2) The sensitivity will be poor at low gain settings.
3) High max gain and high bandwidth devices like the AD8367 may be potentially
unstable, and it may be necessary to apply some resistive padding between the
stages to ensure a stable solution. Starting with the third point, it will
likely be necessary to add ~10dB of padding between the two VGA's (or all three
VGAs if you need it, right now, I’ll just speak to two cascaded VGAs). The
AD8367 needs to be sourced and loaded in a 200-Ohm impedance environment to
ensure stability. However, the output of the AD8367 presents a 50-Ohm
impedance. If you directly cascade the devices the 2nd stage VGA will be
presented by the 50-Ohm impedance of the first stages output, and may cause the
2nd stage to oscillate. As a result a 200-Ohm to 200-Ohm resistive pad will
likely be needed between the two stages. A 10dB pad should be enough to isolate
the 50-Ohm source impedance of the first stage VGA from the input of the second
stage. If the cascade is properly stabilized, you should be able to achieve
~90dB of gain adjustment range. In order to answer your question about
sensitivity, we need to know the bandwidth of your signal. If we cascade two
AD8367's with a 10dB pad in between the max gain will be ~(2x42.5dB-10dB)=
75dB. The noise figure of each VGA will be ~7dB at max gain (dependent on
actual center frequency). Due to the high gain of the first stage the overall
cascaded NF will be dominated by the first stage and will also be ~7dB. From
the NF we can calculate a minimum detectable signal level (MDS). The MDS is
equal kT+NF-10Log(BW). Where kT is -174dBm/Hz and BW is the signal bandwidth.

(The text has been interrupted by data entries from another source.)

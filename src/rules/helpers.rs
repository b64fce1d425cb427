use regex::{Captures, Regex};

/// `Regex::replace_all` with a condition on the text that follows each match.
///
/// Stands in for a lookahead: `accept` sees the match and the rest of the
/// input after it, and rejected matches are copied through unchanged. The
/// checked text is never consumed, so adjacent candidates are all considered.
pub fn replace_followed_by(
    re: &Regex,
    text: &str,
    accept: impl Fn(&Captures<'_>, &str) -> bool,
    replace: impl Fn(&Captures<'_>) -> String,
) -> String {
    replace_where(re, text, |caps, _, after| accept(caps, after), replace)
}

/// Like [`replace_followed_by`], but `accept` sees the input before the match
/// (a lookbehind).
pub fn replace_preceded_by(
    re: &Regex,
    text: &str,
    accept: impl Fn(&Captures<'_>, &str) -> bool,
    replace: impl Fn(&Captures<'_>) -> String,
) -> String {
    replace_where(re, text, |caps, before, _| accept(caps, before), replace)
}

fn replace_where(
    re: &Regex,
    text: &str,
    accept: impl Fn(&Captures<'_>, &str, &str) -> bool,
    replace: impl Fn(&Captures<'_>) -> String,
) -> String {
    let mut out = String::with_capacity(text.len());
    let mut last = 0;
    for caps in re.captures_iter(text) {
        let Some(m) = caps.get(0) else { continue };
        if !accept(&caps, &text[..m.start()], &text[m.end()..]) {
            continue;
        }
        out.push_str(&text[last..m.start()]);
        out.push_str(&replace(&caps));
        last = m.end();
    }
    out.push_str(&text[last..]);
    out
}

/// Sentence end for "last word" rules: end of input, or a space followed by
/// an uppercase letter.
pub fn followed_by_end_or_capital(rest: &str) -> bool {
    let mut chars = rest.chars();
    match chars.next() {
        None => true,
        Some(' ') => chars.next().is_some_and(char::is_uppercase),
        Some(_) => false,
    }
}

/// End of input or end of line.
pub fn at_line_end(rest: &str) -> bool {
    rest.is_empty() || rest.starts_with('\n')
}

pub fn is_terminal_punctuation(c: char) -> bool {
    matches!(c, '.' | '!' | '?' | '…')
}

#[cfg(test)]
mod tests {
    use super::*;

    #[test]
    fn rejected_matches_are_kept() {
        let re = regex!(r"(\d)x");
        let out = replace_followed_by(re, "1x 2xa 3x", |_, rest| !rest.starts_with('a'), |c| format!("{}y", &c[1]));
        assert_eq!(out, "1y 2xa 3y");
    }

    #[test]
    fn lookbehind_sees_the_original_text() {
        let re = regex!(r" (\d)");
        let out = replace_preceded_by(re, "a 1 2 b 3", |_, before| before.ends_with(char::is_alphabetic), |c| {
            format!("_{}", &c[1])
        });
        assert_eq!(out, "a_1 2 b_3");
    }

    #[test]
    fn boundaries() {
        assert!(followed_by_end_or_capital(""));
        assert!(followed_by_end_or_capital(" Next"));
        assert!(!followed_by_end_or_capital(" next"));
        assert!(!followed_by_end_or_capital("x"));
        assert!(at_line_end("\nmore"));
        assert!(!at_line_end(" "));
    }
}
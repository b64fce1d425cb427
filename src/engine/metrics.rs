//! Engine run metrics.
//!
//! Small structs used to observe one `execute()` call:
//!
//! - `Typographer::execute` collects nothing beyond what logging needs.
//! - `Typographer::execute_verbose` returns a [`RunMetrics`] record and the
//!   per-rule [`RuleStep`] trace.
//!
//! Metrics are opt-in: the trace clones the text before and after every
//! applied rule, so it is only collected when asked for.

use std::time::Duration;

use crate::Queue;

// --- Metrics -----------------------------------------------------------------

#[derive(Debug, Default, Clone)]
pub struct RunMetrics {
    /// Total elapsed time of the run.
    pub total: Duration,
    /// One entry per queue that was executed, in execution order.
    pub queues: Vec<QueueMetrics>,
    /// Spans hidden by the protector (reserved-code-point escapes included).
    pub protected_spans: usize,
    pub html_likely: bool,
}

impl RunMetrics {
    /// Rules applied across all queues.
    pub fn rules_applied(&self) -> usize {
        self.queues.iter().map(|q| q.rules_applied).sum()
    }

    pub fn queue(&self, queue: Queue) -> Option<&QueueMetrics> {
        self.queues.iter().find(|q| q.queue == queue)
    }
}

/// Timing and counters for one queue.
#[derive(Debug, Clone)]
pub struct QueueMetrics {
    pub queue: Queue,
    pub duration: Duration,
    /// Rules (inner and main) that passed the filters and ran.
    pub rules_applied: usize,
    /// Rules whose output differed from their input.
    pub changed: usize,
}

/// One applied rule, as recorded by a verbose run.
#[derive(Debug, Clone, PartialEq, Eq)]
pub struct RuleStep {
    pub queue: Queue,
    pub rule: String,
    pub inner: bool,
    pub input: String,
    pub output: String,
}

impl RuleStep {
    pub fn changed(&self) -> bool {
        self.input != self.output
    }
}
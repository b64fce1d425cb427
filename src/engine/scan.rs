//! Document scanning (input pre-classification).
//!
//! A single cheap pass over the input that records coarse traits. The traits
//! gate optional work later in the pipeline:
//!
//! - `TAG` / `MARKUP_DECL` / `ESCAPED_TAG`: the document is HTML-likely, so
//!   generic element tags get protected.
//! - `ENTITY`: entity decoding is worth running.
//! - `RESERVED`: the input already contains the placeholder code point and
//!   must be escaped before protection.
//!
//! This is a heuristic. False positives only cost a little extra work
//! (protecting something that looked like a tag).

use crate::PLACEHOLDER_MARK;

bitflags::bitflags! {
    /// Coarse traits of a document.
    #[derive(Debug, Clone, Copy, PartialEq, Eq, Hash)]
    pub struct DocumentTraits: u8 {
        /// `<x` or `</x` with an ASCII letter.
        const TAG         = 1 << 0;
        /// `<!` (comment, doctype, CDATA).
        const MARKUP_DECL = 1 << 1;
        /// `&lt;` or `&gt;`.
        const ESCAPED_TAG = 1 << 2;
        /// Anything shaped like `&name;` or `&#123;`.
        const ENTITY      = 1 << 3;
        const RESERVED    = 1 << 4;
    }
}

impl DocumentTraits {
    pub fn scan(text: &str) -> Self {
        let mut traits = DocumentTraits::empty();

        if regex!(r"(?i)</?[a-z]").is_match(text) {
            traits |= DocumentTraits::TAG;
        }
        if text.contains("<!") {
            traits |= DocumentTraits::MARKUP_DECL;
        }
        if regex!(r"(?i)&[lg]t;").is_match(text) {
            traits |= DocumentTraits::ESCAPED_TAG;
        }
        if regex!(r"&(?:#[0-9]+|#[xX][0-9a-fA-F]+|[a-zA-Z][a-zA-Z0-9]*);").is_match(text) {
            traits |= DocumentTraits::ENTITY;
        }
        if text.contains(PLACEHOLDER_MARK) {
            traits |= DocumentTraits::RESERVED;
        }

        traits
    }

    /// Whether generic `<tag>` protection should be attempted.
    pub fn is_html_likely(self) -> bool {
        self.intersects(DocumentTraits::TAG | DocumentTraits::MARKUP_DECL | DocumentTraits::ESCAPED_TAG)
    }
}
pub mod rules;
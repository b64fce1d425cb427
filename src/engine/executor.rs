//! Queue execution.
//!
//! `PipelineExecutor` owns everything that lives for one `execute()` call:
//! the protector's span table, the optional rule trace and the metrics. The
//! compiled rules, the engine configuration and the protected patterns are
//! borrowed.
//!
//! ## Pass structure
//!
//! ```text
//! (0)  empty input            -> ""
//! (1)  line endings           -> "\n"
//! (2)  scan + reserved escape -> DocumentTraits, reserved spans
//! (3)  start
//! (4)  hide own/html/url      -> hide-safe-tags-<group> after each group
//! (5)  hide-safe-tags
//! (6)  entity decode          -> (live: nbsp -> space)
//! (7)  utf, default
//! (8)  entity restore
//! (9)  html-entities
//! (10) show own/html/url      -> show-safe-tags-<group> before each group
//! (11) end
//! (12) reserved restore, line-ending restore
//! ```
//!
//! Within a queue, inner rules run first (insertion order, live filter only),
//! then main rules (index order) that pass the locale, enabled and live
//! filters. Every rule consumes the full output of the previous one.

use std::time::Instant;

use super::config::{EngineConfig, LineEnding};
use super::entities::{self, HtmlEntityMode};
use super::metrics::{QueueMetrics, RuleStep, RunMetrics};
use super::protector::{Protector, SafeTags};
use super::registry::CompiledRules;
use super::scan::DocumentTraits;
use crate::{COMMON_LOCALE, Handler, Queue, Rule, RuleContext};

/// Output of one run.
#[derive(Debug, Clone)]
pub(crate) struct RunOutput {
    pub text: String,
    pub metrics: RunMetrics,
    pub trace: Vec<RuleStep>,
}

#[derive(Debug)]
pub(crate) struct PipelineExecutor<'a> {
    rules: &'a CompiledRules,
    config: &'a EngineConfig,
    safe_tags: &'a SafeTags,
    locale: &'a str,
    line_ending: LineEnding,
    html_entity: HtmlEntityMode,
    is_html: bool,
    trace: Option<Vec<RuleStep>>,
    metrics: RunMetrics,
}

impl<'a> PipelineExecutor<'a> {
    pub(crate) fn new(rules: &'a CompiledRules, config: &'a EngineConfig, safe_tags: &'a SafeTags) -> Self {
        PipelineExecutor {
            rules,
            config,
            safe_tags,
            locale: &config.locale,
            line_ending: config.line_ending,
            html_entity: config.html_entity,
            is_html: false,
            trace: None,
            metrics: RunMetrics::default(),
        }
    }

    /// Per-call overrides of the configured locale, line ending and entity form.
    pub(crate) fn with_overrides(
        mut self,
        locale: Option<&'a str>,
        line_ending: Option<LineEnding>,
        html_entity: Option<HtmlEntityMode>,
    ) -> Self {
        if let Some(locale) = locale {
            self.locale = locale;
        }
        if let Some(line_ending) = line_ending {
            self.line_ending = line_ending;
        }
        if let Some(html_entity) = html_entity {
            self.html_entity = html_entity;
        }
        self
    }

    /// Record every applied rule's input and output.
    pub(crate) fn with_trace(mut self) -> Self {
        self.trace = Some(Vec::new());
        self
    }

    pub(crate) fn run(mut self, input: &str) -> RunOutput {
        let started = Instant::now();
        if input.is_empty() {
            return self.finish(String::new(), started);
        }

        let mut protector = Protector::new(self.safe_tags);

        let text = LineEnding::normalize(input);
        let traits = DocumentTraits::scan(&text);
        let text = if traits.contains(DocumentTraits::RESERVED) { protector.escape_reserved(&text) } else { text };
        self.is_html = traits.is_html_likely();
        self.metrics.html_likely = self.is_html;

        let text = self.run_queue(Queue::Start, text);

        let html_likely = self.is_html;
        let text = protector.hide(text, html_likely, |t, group| self.run_queue(Queue::HideSafeTagsGroup(group), t));
        self.metrics.protected_spans = protector.span_count();

        let text = self.run_queue(Queue::HideSafeTags, text);

        let mut text = if traits.contains(DocumentTraits::ENTITY) { entities::decode(&text) } else { text };
        if self.config.live {
            text = text.replace('\u{A0}', " ");
        }

        let text = self.run_queue(Queue::Utf, text);
        let text = self.run_queue(Queue::Default, text);

        let text = entities::restore(&text, &self.html_entity);
        let text = self.run_queue(Queue::HtmlEntities, text);

        let text = protector.show(text, |t, group| self.run_queue(Queue::ShowSafeTagsGroup(group), t));
        let text = self.run_queue(Queue::End, text);

        let text = protector.restore_reserved(&text);
        let text = self.line_ending.apply(&text);

        self.finish(text, started)
    }

    fn finish(mut self, text: String, started: Instant) -> RunOutput {
        self.metrics.total = started.elapsed();
        RunOutput { text, metrics: self.metrics, trace: self.trace.unwrap_or_default() }
    }

    fn is_active(&self, rule: &Rule) -> bool {
        let locale = rule.name.locale();
        (locale == COMMON_LOCALE || locale == self.locale)
            && self.config.is_enabled(rule.name.full())
            && rule.live.allows(self.config.live)
    }

    fn run_queue(&mut self, queue: Queue, mut text: String) -> String {
        let started = Instant::now();
        let rules = self.rules;
        let config = self.config;
        let live = config.live;

        let steps: Vec<(&str, bool, Handler)> = rules
            .inner_rules_for(queue)
            .filter(|r| r.live.allows(live))
            .map(|r| (r.name.as_str(), true, r.handler))
            .chain(rules.rules_for(queue).filter(|r| self.is_active(r)).map(|r| (r.name.full(), false, r.handler)))
            .collect();

        let mut changed = 0;
        for &(name, inner, handler) in &steps {
            let ctx = RuleContext::new(self.locale, config.settings_for(name), self.is_html, live, config);
            let output = handler(&text, &ctx);
            let did_change = output != text;
            tracing::trace!(queue = %queue, rule = name, inner, changed = did_change, "applied rule");

            if did_change {
                changed += 1;
            }
            if let Some(trace) = self.trace.as_mut() {
                trace.push(RuleStep { queue, rule: name.to_string(), inner, input: text, output: output.clone() });
            }
            text = output;
        }

        let duration = started.elapsed();
        if !steps.is_empty() {
            tracing::debug!(queue = %queue, applied = steps.len(), changed, ?duration, "queue finished");
        }
        self.metrics.queues.push(QueueMetrics { queue, duration, rules_applied: steps.len(), changed });
        text
    }
}

#[cfg(test)]
mod tests {
    use super::*;
    use crate::{LiveAffinity, RuleIndex, RuleRegistry, SafeGroup};
    use pretty_assertions::assert_eq;

    fn tag_a(text: &str, _: &RuleContext<'_>) -> String {
        format!("{text}a")
    }

    fn tag_b(text: &str, _: &RuleContext<'_>) -> String {
        format!("{text}b")
    }

    fn tag_i(text: &str, _: &RuleContext<'_>) -> String {
        format!("{text}i")
    }

    fn tag_html(text: &str, ctx: &RuleContext<'_>) -> String {
        format!("{text}{}", if ctx.is_html { "H" } else { "T" })
    }

    fn compiled() -> CompiledRules {
        let mut registry = RuleRegistry::new();
        registry
            .register(rule! { name: "common/space/b", index: RuleIndex::from(20), handler: tag_b })
            .unwrap()
            .register(rule! { name: "common/space/a", index: RuleIndex::from(10), handler: tag_a })
            .unwrap()
            .register(rule! { name: "ru/number/ru", handler: tag_a })
            .unwrap()
            .register(rule! { name: "en/number/en", handler: tag_b })
            .unwrap()
            .register(rule! { name: "common/other/off", disabled: true, handler: tag_b })
            .unwrap()
            .register(rule! { name: "common/other/live", live: LiveAffinity::RequiredLive, handler: tag_a })
            .unwrap()
            .register(rule! { name: "common/other/html", queue: Queue::End, handler: tag_html })
            .unwrap()
            .register_inner(inner_rule! { name: "ru/first", queue: Queue::Default, handler: tag_i })
            .unwrap();
        registry.compile()
    }

    fn run(rules: &CompiledRules, config: &EngineConfig, text: &str) -> RunOutput {
        let tags = SafeTags::new();
        PipelineExecutor::new(rules, config, &tags).with_trace().run(text)
    }

    #[test]
    fn filters_by_locale_enabled_and_live() {
        let rules = compiled();
        let mut config = EngineConfig::seeded(&rules);

        config.locale = "ru".into();
        assert_eq!(run(&rules, &config, "x").text, "xiabaT");

        config.locale = "en".into();
        assert_eq!(run(&rules, &config, "x").text, "xiabbT");

        config.live = true;
        config.set_enabled(&rules, "common/other/off", true).unwrap();
        assert_eq!(run(&rules, &config, "x").text, "xiabbabT");
    }

    #[test]
    fn lower_index_feeds_higher_index() {
        let rules = compiled();
        let config = EngineConfig::seeded(&rules);
        let out = run(&rules, &config, "<p>x</p>");

        let a = out.trace.iter().find(|s| s.rule == "common/space/a").unwrap();
        let b = out.trace.iter().find(|s| s.rule == "common/space/b").unwrap();
        assert_eq!(b.input, a.output);
        assert!(out.trace[0].inner);
        assert_eq!(out.text, "<p>x</p>iabH");
        assert!(out.metrics.html_likely);
        assert_eq!(out.metrics.protected_spans, 2);
    }

    #[test]
    fn runs_every_queue_in_order() {
        let rules = compiled();
        let config = EngineConfig::seeded(&rules);
        let out = run(&rules, &config, "x");

        let queues: Vec<String> = out.metrics.queues.iter().map(|q| q.queue.to_string()).collect();
        assert_eq!(
            queues,
            [
                "start",
                "hide-safe-tags-own",
                "hide-safe-tags-html",
                "hide-safe-tags-url",
                "hide-safe-tags",
                "utf",
                "default",
                "html-entities",
                "show-safe-tags-own",
                "show-safe-tags-html",
                "show-safe-tags-url",
                "end",
            ]
        );
        assert_eq!(out.metrics.queue(Queue::Default).unwrap().rules_applied, 3);
        assert_eq!(out.metrics.queue(Queue::ShowSafeTagsGroup(SafeGroup::Url)).unwrap().rules_applied, 0);
        assert_eq!(out.metrics.rules_applied(), 4);
    }

    #[test]
    fn empty_input_runs_nothing() {
        let rules = compiled();
        let config = EngineConfig::seeded(&rules);
        let out = run(&rules, &config, "");
        assert_eq!(out.text, "");
        assert!(out.trace.is_empty());
        assert!(out.metrics.queues.is_empty());
    }

    #[test]
    fn overrides_apply_per_call() {
        let rules = compiled();
        let config = EngineConfig::seeded(&rules);
        let tags = SafeTags::new();
        let out = PipelineExecutor::new(&rules, &config, &tags)
            .with_overrides(Some("ru"), Some(LineEnding::CrLf), None)
            .run("x\ny");
        assert_eq!(out.text, "x\r\nyiabaT");
    }
}
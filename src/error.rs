//! Error type shared by registration, configuration and protection setup.
//!
//! `execute()` itself has no error path: handlers are total functions over
//! strings. Everything that can be malformed is rejected when it is declared.

/// Crate-wide result alias.
pub type Result<T, E = Error> = std::result::Result<T, E>;

#[derive(Debug, Clone, thiserror::Error)]
#[non_exhaustive]
pub enum Error {
    /// Rule name is not of the form `<locale>/<group>/<id>`.
    #[error("invalid rule name '{0}' (expected <locale>/<group>/<id>)")]
    InvalidRuleName(String),

    /// Rule group has no base index.
    #[error("unknown rule group '{group}' in rule '{rule}'")]
    UnknownGroup { rule: String, group: String },

    #[error("unknown queue '{0}'")]
    UnknownQueue(String),

    #[error("invalid rule index '{0}'")]
    InvalidIndex(String),

    /// Engine configured for a locale no registered rule belongs to.
    #[error("unknown locale '{0}'")]
    UnknownLocale(String),

    /// Protected tag has the wrong shape (empty delimiters, empty matches).
    #[error("invalid protected tag: {0}")]
    InvalidProtectedTag(String),

    #[error("invalid pattern")]
    Pattern(#[from] regex::Error),
}
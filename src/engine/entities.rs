//! HTML entity decoding and re-encoding.
//!
//! Rules see literal characters only: entities are decoded after protection
//! and re-encoded, in the configured form, before the `html-entities` queue.
//! Decoding never produces a markup-significant character (`& < > " '`) or
//! the placeholder mark, so it cannot create markup or forge tokens.

use std::collections::HashMap;

use once_cell::sync::Lazy;
use regex::Captures;
use serde::Deserialize;

use crate::PLACEHOLDER_MARK;

/// Entities that are restored by name, and which of them are invisible.
const ENTITIES: &[(&str, char, bool)] = &[
    ("nbsp", '\u{00A0}', true),
    ("thinsp", '\u{2009}', true),
    ("ensp", '\u{2002}', true),
    ("emsp", '\u{2003}', true),
    ("shy", '\u{00AD}', true),
    ("zwnj", '\u{200C}', true),
    ("zwj", '\u{200D}', true),
    ("lrm", '\u{200E}', true),
    ("rlm", '\u{200F}', true),
    ("laquo", '«', false),
    ("raquo", '»', false),
    ("lsaquo", '‹', false),
    ("rsaquo", '›', false),
    ("bdquo", '„', false),
    ("ldquo", '“', false),
    ("rdquo", '”', false),
    ("sbquo", '‚', false),
    ("lsquo", '‘', false),
    ("rsquo", '’', false),
    ("hellip", '…', false),
    ("mdash", '—', false),
    ("ndash", '–', false),
    ("minus", '−', false),
    ("copy", '©', false),
    ("reg", '®', false),
    ("trade", '™', false),
    ("deg", '°', false),
    ("times", '×', false),
    ("plusmn", '±', false),
    ("sect", '§', false),
    ("para", '¶', false),
    ("middot", '·', false),
    ("bull", '•', false),
    ("permil", '‰', false),
    ("prime", '′', false),
    ("Prime", '″', false),
    ("frac12", '½', false),
    ("frac14", '¼', false),
    ("frac34", '¾', false),
    ("larr", '←', false),
    ("rarr", '→', false),
    ("euro", '€', false),
    ("pound", '£', false),
    ("yen", '¥', false),
    ("cent", '¢', false),
    ("numero", '№', false),
];

static BY_NAME: Lazy<HashMap<&'static str, char>> = Lazy::new(|| ENTITIES.iter().map(|&(n, c, _)| (n, c)).collect());
static BY_CHAR: Lazy<HashMap<char, (&'static str, bool)>> =
    Lazy::new(|| ENTITIES.iter().map(|&(n, c, invisible)| (c, (n, invisible))).collect());

/// Output form of re-encoded entities.
#[derive(Debug, Clone, Copy, PartialEq, Eq, Hash, Default, Deserialize)]
#[serde(rename_all = "lowercase")]
pub enum EntityKind {
    /// Leave literal characters as they are.
    #[default]
    Default,
    /// `&nbsp;`
    Name,
    /// `&#160;`
    Digit,
}

#[derive(Debug, Clone, Copy, PartialEq, Eq, Hash, Default, Deserialize)]
#[serde(default)]
pub struct HtmlEntityMode {
    pub kind: EntityKind,
    /// Only re-encode invisible characters (spaces, joiners, direction marks).
    pub only_invisible: bool,
}

/// Characters decoding must not produce: markup-significant ones, the
/// placeholder mark, and `\r`, which would survive as a bare line break after
/// line endings were normalized.
fn is_forbidden(c: char) -> bool {
    matches!(c, '&' | '<' | '>' | '"' | '\'' | '\0' | '\r' | PLACEHOLDER_MARK)
}

fn resolve(body: &str) -> Option<char> {
    let c = if let Some(hex) = body.strip_prefix("#x").or_else(|| body.strip_prefix("#X")) {
        char::from_u32(u32::from_str_radix(hex, 16).ok()?)?
    } else if let Some(dec) = body.strip_prefix('#') {
        char::from_u32(dec.parse().ok()?)?
    } else {
        *BY_NAME.get(body)?
    };
    (!is_forbidden(c)).then_some(c)
}

/// Decode named and numeric entities. Unknown names and entities that would
/// produce markup-significant characters are left as they are.
pub fn decode(text: &str) -> String {
    if !text.contains('&') {
        return text.to_string();
    }
    regex!(r"&(#[0-9]{1,7}|#[xX][0-9a-fA-F]{1,6}|[a-zA-Z][a-zA-Z0-9]*);")
        .replace_all(text, |caps: &Captures<'_>| match resolve(&caps[1]) {
            Some(c) => c.to_string(),
            None => caps[0].to_string(),
        })
        .into_owned()
}

/// Re-encode table characters in the form `mode` asks for.
pub fn restore(text: &str, mode: &HtmlEntityMode) -> String {
    if mode.kind == EntityKind::Default {
        return text.to_string();
    }

    let mut out = String::with_capacity(text.len());
    for c in text.chars() {
        match BY_CHAR.get(&c) {
            Some(&(name, invisible)) if invisible || !mode.only_invisible => match mode.kind {
                EntityKind::Name => {
                    out.push('&');
                    out.push_str(name);
                    out.push(';');
                }
                _ => out.push_str(&format!("&#{};", c as u32)),
            },
            _ => out.push(c),
        }
    }
    out
}
#[macro_export]
macro_rules! regex {
    ($pat:literal) => {{
        static RE: once_cell::sync::Lazy<regex::Regex> =
            once_cell::sync::Lazy::new(|| regex::Regex::new($pat).unwrap());
        &*RE
    }};
}

#[doc(hidden)]
#[macro_export]
macro_rules! __or_default {
    ($default:expr) => {
        $default
    };
    ($default:expr, $value:expr) => {
        $value
    };
}

/// Build a [`RuleDef`](crate::RuleDef).
///
/// Only `name` and `handler` are mandatory; everything else falls back to the
/// registry defaults (`default` queue, group index, enabled, either live mode,
/// no settings).
#[macro_export]
macro_rules! rule {
    (
        name: $name:expr
        $(, queue: $queue:expr)?
        $(, index: $index:expr)?
        $(, disabled: $disabled:expr)?
        $(, live: $live:expr)?
        $(, settings: $settings:expr)?
        , handler: $handler:expr
        $(,)?
    ) => {{
        $crate::RuleDef {
            name: ::std::string::String::from($name),
            handler: $handler,
            queue: $crate::__or_default!($crate::Queue::Default $(, $queue)?),
            index: $crate::__or_default!($crate::RuleIndex::Group $(, $index)?),
            disabled: $crate::__or_default!(false $(, $disabled)?),
            live: $crate::__or_default!($crate::LiveAffinity::Either $(, $live)?),
            settings: $crate::__or_default!(
                $crate::OptionMap::new()
                $(, match $settings {
                    $crate::serde_json::Value::Object(map) => map,
                    _ => $crate::OptionMap::new(),
                })?
            ),
        }
    }};
}

#[macro_export]
macro_rules! inner_rule {
    (
        name: $name:expr,
        queue: $queue:expr
        $(, live: $live:expr)?
        , handler: $handler:expr
        $(,)?
    ) => {{
        $crate::InnerRuleDef {
            name: ::std::string::String::from($name),
            queue: $queue,
            live: $crate::__or_default!($crate::LiveAffinity::Either $(, $live)?),
            handler: $handler,
        }
    }};
}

MDS corresponds to the signal level that is detected with 0dB of SNR. If you
need several dB of SNR than your sensitivity level needs to be adjusted to
account for you SNR requirement. As an example, say your signals are 1MHz wide
bandwidth QPSK modulated waveforms which require ~6dB of SNR for adequate
bit-error-rate performance. The cascaded 7dB of NF corresponds to a MDS of
-107dBm for a 1MHz BW. In order to have 6dB of SNR the minimum input signal
level needs to be greater than -101dBm at this gain setting. From this example
perhaps you can calculate what the minimum signal level should be for your
system. If you provide some more information regarding your application then we
may be able to provide some more representative calculations to help you design
your system. At the -20dBm input level, the gain will certainly need to be
reduced to ensure the individual stages are not overdriven. What is the target
output level you are trying to achieve? You will probably have to either LC
matching or baluns/transformer on the input of the first VGA and the output of
the second VGA to get the 50 Ohms to 200 Ohm match.  This will help with the
MDS and the Noise Figure of the system.